Either you have to disable Secure boot or Sign the kernel module yourself. But the problem with signing kernel by yourself is that whenever you update the Linux Kernel, you will have to manually sign and rebuild the module for each update and it can be annoying to do.

Assuming this is your BIOS it doesn’t seem like there is a way to turn off the Secureboot so may be try changing it to Other OS if that helps ( but I’m sure you probably would’ve tried that too ).

In my experience, and with many similar issues seen on this forum, it is 100% necessary with fedora 35 to disable secure boot since the fedora kernel now is actively blocking unsigned kernel modules from loading when secure boot is enabled.

Fast boot is not part of that, although fast boot can prevent access to the bios. Secure boot is likely under the security tab in the uefi firmware (although it varies by manufacturer and the firmware in use).

Also, the 470.86 driver is available from rpmfusion as is the 495.44 driver. The 495.44 driver is only for F35+ and its main advancement that I am aware of is the improved compatibility with wayland. Installing the nvidia drivers from rpmfusion is my standard procedure.

The problem in this case seems to be that my motherboard, while it claims that Secure Boot is off after deleting secure boot keys (which is the suggested procedure according to ASUS) does not actually have it off, or there is some other confounding variable that is making things not work. Installing using the .run file from NVIDIA works, but unfortunately unless I wanted to manually sign the kernel module every time (which defeats the purpose of getting it from the repo anyway) there seems to be no way to make my motherboard play nice with the RPM NVIDIA driver.

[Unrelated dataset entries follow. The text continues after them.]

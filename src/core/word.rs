//! Word representation
//!
//! A `Word` is a validated, lower-cased word of `ROW_LENGTH` ASCII letters. Secret words
//! and word-list entries are always carried as `Word`s, so the rest of the engine never
//! has to re-check their shape.

use super::ROW_LENGTH;
use rustc_hash::FxHashMap;
use std::fmt;
use thiserror::Error;

/// A validated word of `ROW_LENGTH` lower-case ASCII letters
#[derive(Debug, Clone, PartialEq, Eq, Hash)]
pub struct Word {
    text: String,
    chars: [u8; ROW_LENGTH],
}

/// Error type for invalid words
#[derive(Debug, Clone, PartialEq, Eq, Error)]
pub enum WordError {
    #[error("Word must be exactly {expected} letters, got {0}", expected = ROW_LENGTH)]
    InvalidLength(usize),
    #[error("Word must contain only ASCII letters")]
    NonAscii,
    #[error("Word contains invalid characters")]
    InvalidCharacters,
}

impl Word {
    /// Create a new Word from a string
    ///
    /// Input is lower-cased before validation.
    ///
    /// # Errors
    /// Returns `WordError` if:
    /// - Length is not exactly `ROW_LENGTH`
    /// - Contains non-ASCII characters
    /// - Contains non-alphabetic characters
    ///
    /// # Examples
    /// ```
    /// use wordle_engine::core::Word;
    ///
    /// let word = Word::new("Query").unwrap();
    /// assert_eq!(word.text(), "query");
    ///
    /// assert!(Word::new("too long").is_err());
    /// assert!(Word::new("sh0rt").is_err());
    /// ```
    pub fn new(text: impl Into<String>) -> Result<Self, WordError> {
        let text: String = text.into().to_lowercase();

        if !text.is_ascii() {
            return Err(WordError::NonAscii);
        }

        let chars: [u8; ROW_LENGTH] = text
            .as_bytes()
            .try_into()
            .map_err(|_| WordError::InvalidLength(text.len()))?;

        if !chars.iter().all(u8::is_ascii_lowercase) {
            return Err(WordError::InvalidCharacters);
        }

        Ok(Self { text, chars })
    }

    /// Get the word as a string slice
    #[inline]
    #[must_use]
    pub fn text(&self) -> &str {
        &self.text
    }

    /// Get the word as a byte array
    #[inline]
    #[must_use]
    pub const fn chars(&self) -> &[u8; ROW_LENGTH] {
        &self.chars
    }

    /// Get the letter at a specific position
    ///
    /// # Panics
    /// Panics if `position >= ROW_LENGTH`
    #[inline]
    #[must_use]
    pub const fn char_at(&self, position: usize) -> char {
        self.chars[position] as char
    }

    /// Count of each letter in the word
    ///
    /// This is the pool that exact and misplaced matches are drawn from when scoring.
    #[must_use]
    pub fn letter_counts(&self) -> FxHashMap<char, u8> {
        let mut counts = FxHashMap::default();
        for &ch in &self.chars {
            *counts.entry(char::from(ch)).or_insert(0) += 1;
        }
        counts
    }
}

impl fmt::Display for Word {
    fn fmt(&self, f: &mut fmt::Formatter<'_>) -> fmt::Result {
        write!(f, "{}", self.text)
    }
}

impl std::str::FromStr for Word {
    type Err = WordError;

    fn from_str(s: &str) -> Result<Self, Self::Err> {
        Self::new(s)
    }
}

#[cfg(test)]
mod tests {
    use super::*;

    #[test]
    fn word_creation_valid() {
        let word = Word::new("query").unwrap();
        assert_eq!(word.text(), "query");
        assert_eq!(word.chars(), b"query");
    }

    #[test]
    fn word_creation_uppercase_normalized() {
        let word = Word::new("HELLO").unwrap();
        assert_eq!(word.text(), "hello");

        let word2 = Word::new("HeLlO").unwrap();
        assert_eq!(word2, word);
    }

    #[test]
    fn word_creation_invalid_length() {
        assert!(matches!(
            Word::new("too long"),
            Err(WordError::InvalidLength(8))
        ));
        assert!(matches!(
            Word::new("shrt"),
            Err(WordError::InvalidLength(4))
        ));
        assert!(matches!(Word::new(""), Err(WordError::InvalidLength(0))));
    }

    #[test]
    fn word_creation_invalid_characters() {
        assert!(Word::new("cran3").is_err());
        assert!(Word::new("cran ").is_err());
        assert!(Word::new("cran!").is_err());
        assert!(matches!(Word::new("crané"), Err(WordError::NonAscii)));
    }

    #[test]
    fn word_char_at() {
        let word = Word::new("river").unwrap();
        assert_eq!(word.char_at(0), 'r');
        assert_eq!(word.char_at(4), 'r');
    }

    #[test]
    fn word_letter_counts_duplicates() {
        let word = Word::new("error").unwrap();
        let counts = word.letter_counts();
        assert_eq!(counts.get(&'e'), Some(&1));
        assert_eq!(counts.get(&'r'), Some(&3));
        assert_eq!(counts.get(&'o'), Some(&1));
        assert_eq!(counts.get(&'z'), None);
    }

    #[test]
    fn word_from_str_and_display() {
        let word: Word = "QUEUE".parse().unwrap();
        assert_eq!(format!("{word}"), "queue");
    }
}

Removing the secure boot keys does not disable secure boot. There is a setting explicitly to disable it.

Look into the bios setting a bit more. The setting is usually very close to where you removed the keys.

That’s just not the case with this motherboard. I have dug through every single setting, as well as contacting ASUS and that is the only way to get it to say disabled, as well as what the company recommends.

Something going wrong … Asus is a fully compliant OEM and secure boot is an EFI feature launched by Intel to update BIOS standards that forbids accessing OS not previously installed with certificate being digital blob security key targeting global installation and not details like kernel modules. The question concerns incompatible software stack between RpmFusion and Fedora going further as including RHEL, Oracle Linux and others.
Definitely, a ‘watercooled’ topic is necessary …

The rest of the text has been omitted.